Benjamin überlegte kurz. „Und wenn ich ein richtig alter Mann wäre, so wie mein Vater, der ist bestimmt schon Vierzig, wie sähest du dann aus?“
Der Teddy seufzte und verdrehte die Augen. „Dann sähe ich wahrscheinlich aus wie, wie... ein knallroter Ferrari“, lachte er, „oder wieder wie eine dralle Blondine oder wie eine kalte Flasche Bier mit einer Frikadelle oder wie...“
„Ist gut, ich habe verstanden“, unterbrach ihn Benjamin nachdenklich. „Aber wer bist du denn tatsächlich, wenn du nicht gerade wie mein Teddy oder wie eine Frikadelle aussiehst?“
„Ach, eigentlich niemand, weißt du“, lächelte er unsicher, „ich passe hier nur etwas auf, zum Beispiel auf Leute, die einen Hypnotischen Zwillingskometen für die Ewigkeit halten, verstehst du?“, sagte er und zwinkerte Benjamin mit einem seiner Knopfaugen lächelnd zu.
„Verstehe“, sagte Benjamin, „so eine Art galaktischer Hausmeister.“
Der große Teddy zog tief die Luft ein und war sichtlich verärgert. „Kann man so sagen. Muss man aber nicht.“
„Sei nicht sauer, Teddy. Was gibt es denn hier oben sonst noch außer Milliarden Sternen und Hypnotische Zwillingskometen?

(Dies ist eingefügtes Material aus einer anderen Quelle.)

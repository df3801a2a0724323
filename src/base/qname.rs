//! Package-qualified names.

use std::fmt;

use smol_str::SmolStr;

/// Error returned when a dotted string is not a valid qualified name.
#[derive(Clone, Debug, PartialEq, Eq, thiserror::Error)]
#[error("invalid qualified name '{0}'")]
pub struct QNameError(pub SmolStr);

/// A fully qualified definition name: a (possibly empty) package plus a base name.
///
/// `pkg.sub.Widget` has package `pkg.sub` and base name `Widget`. Top-level
/// definitions have an empty package. The colon form used by bytecode
/// (`pkg.sub:Widget`) is accepted by [`QName::parse`] as well.
#[derive(Clone, PartialEq, Eq, Hash, PartialOrd, Ord)]
pub struct QName {
    package: SmolStr,
    name: SmolStr,
}

impl QName {
    pub fn new(package: impl Into<SmolStr>, name: impl Into<SmolStr>) -> Self {
        Self {
            package: package.into(),
            name: name.into(),
        }
    }

    /// A name in the top-level (unnamed) package.
    pub fn top_level(name: impl Into<SmolStr>) -> Self {
        Self::new(SmolStr::default(), name)
    }

    /// Parse a dotted or colon-separated qualified name.
    pub fn parse(text: &str) -> Result<Self, QNameError> {
        let text = text.trim();
        let (package, name) = match text.rfind(':') {
            Some(pos) => (&text[..pos], &text[pos + 1..]),
            None => match text.rfind('.') {
                Some(pos) => (&text[..pos], &text[pos + 1..]),
                None => ("", text),
            },
        };

        if !is_identifier(name) {
            return Err(QNameError(text.into()));
        }
        if !package.is_empty() && !package.split('.').all(is_identifier) {
            return Err(QNameError(text.into()));
        }

        Ok(Self::new(package, name))
    }

    pub fn package(&self) -> &str {
        &self.package
    }

    /// The last segment of the name.
    pub fn name(&self) -> &str {
        &self.name
    }

    pub fn is_top_level(&self) -> bool {
        self.package.is_empty()
    }

    /// The dotted display form, e.g. `pkg.sub.Widget`.
    pub fn to_dotted(&self) -> SmolStr {
        if self.package.is_empty() {
            self.name.clone()
        } else {
            smol_str::format_smolstr!("{}.{}", self.package, self.name)
        }
    }
}

impl fmt::Debug for QName {
    fn fmt(&self, f: &mut fmt::Formatter<'_>) -> fmt::Result {
        write!(f, "QName({})", self.to_dotted())
    }
}

impl fmt::Display for QName {
    fn fmt(&self, f: &mut fmt::Formatter<'_>) -> fmt::Result {
        if self.package.is_empty() {
            f.write_str(&self.name)
        } else {
            write!(f, "{}.{}", self.package, self.name)
        }
    }
}

/// Whether `text` is a single ActionScript identifier.
///
/// `$` and `_` are allowed anywhere, which resource bundle class names
/// (`en_US$core_properties`) rely on.
pub fn is_identifier(text: &str) -> bool {
    let mut chars = text.chars();
    match chars.next() {
        Some(c) if c == '$' || c == '_' || unicode_ident::is_xid_start(c) => {}
        _ => return false,
    }
    chars.all(|c| c == '$' || unicode_ident::is_xid_continue(c))
}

Und Schrott auf dem Mond?“
„Oh, hier oben ist jede Menge los, und was es so gibt, hängt davon ab, wo du hinwillst“, lächelte der Bär. „Was war denn dein nächstes Ziel?“
„Der Saturn, ich wollte zum Saturn, weil da die Ringe aus ...“
„...Eis sind“, unterbrach ihn sein Teddy seufzend, „ich kenne diese Geschichte, immer derselbe Käse. Nein, die Ringe sind nicht aus Eis, sie sind aus Staub, Steinen, Kometenresten und, ja gut, auch etwas Eis, aber das Zeug schmeckt wie hunderttausende Jahre alte gefrorene Kamelpisse. Oh, entschuldige, mein junger Freund“, wand sich der Bär verlegen, „ist mir nur so rausgerutscht. Und das Einzige, was dich dort tatsächlich erwartet, sind die Saturnischen Ringratten, fiese, übelriechende Gesellen, muss man nicht kennen. Die ernähren sich von den Eisbrocken. Und von Reisenden, falls zufällig jemand vorbeikommt.“
Benjamin ließ enttäuscht den Kopf hängen. „Ich hatte mich doch so aufs Universum gefreut, ich wollte doch so viel sehen und so viel Spaß haben.“
Der Bär kam näher zu ihm und streichelte ihn mit seiner plüschigen Pfote über die Haare, die im Licht der Sterne schimmerten.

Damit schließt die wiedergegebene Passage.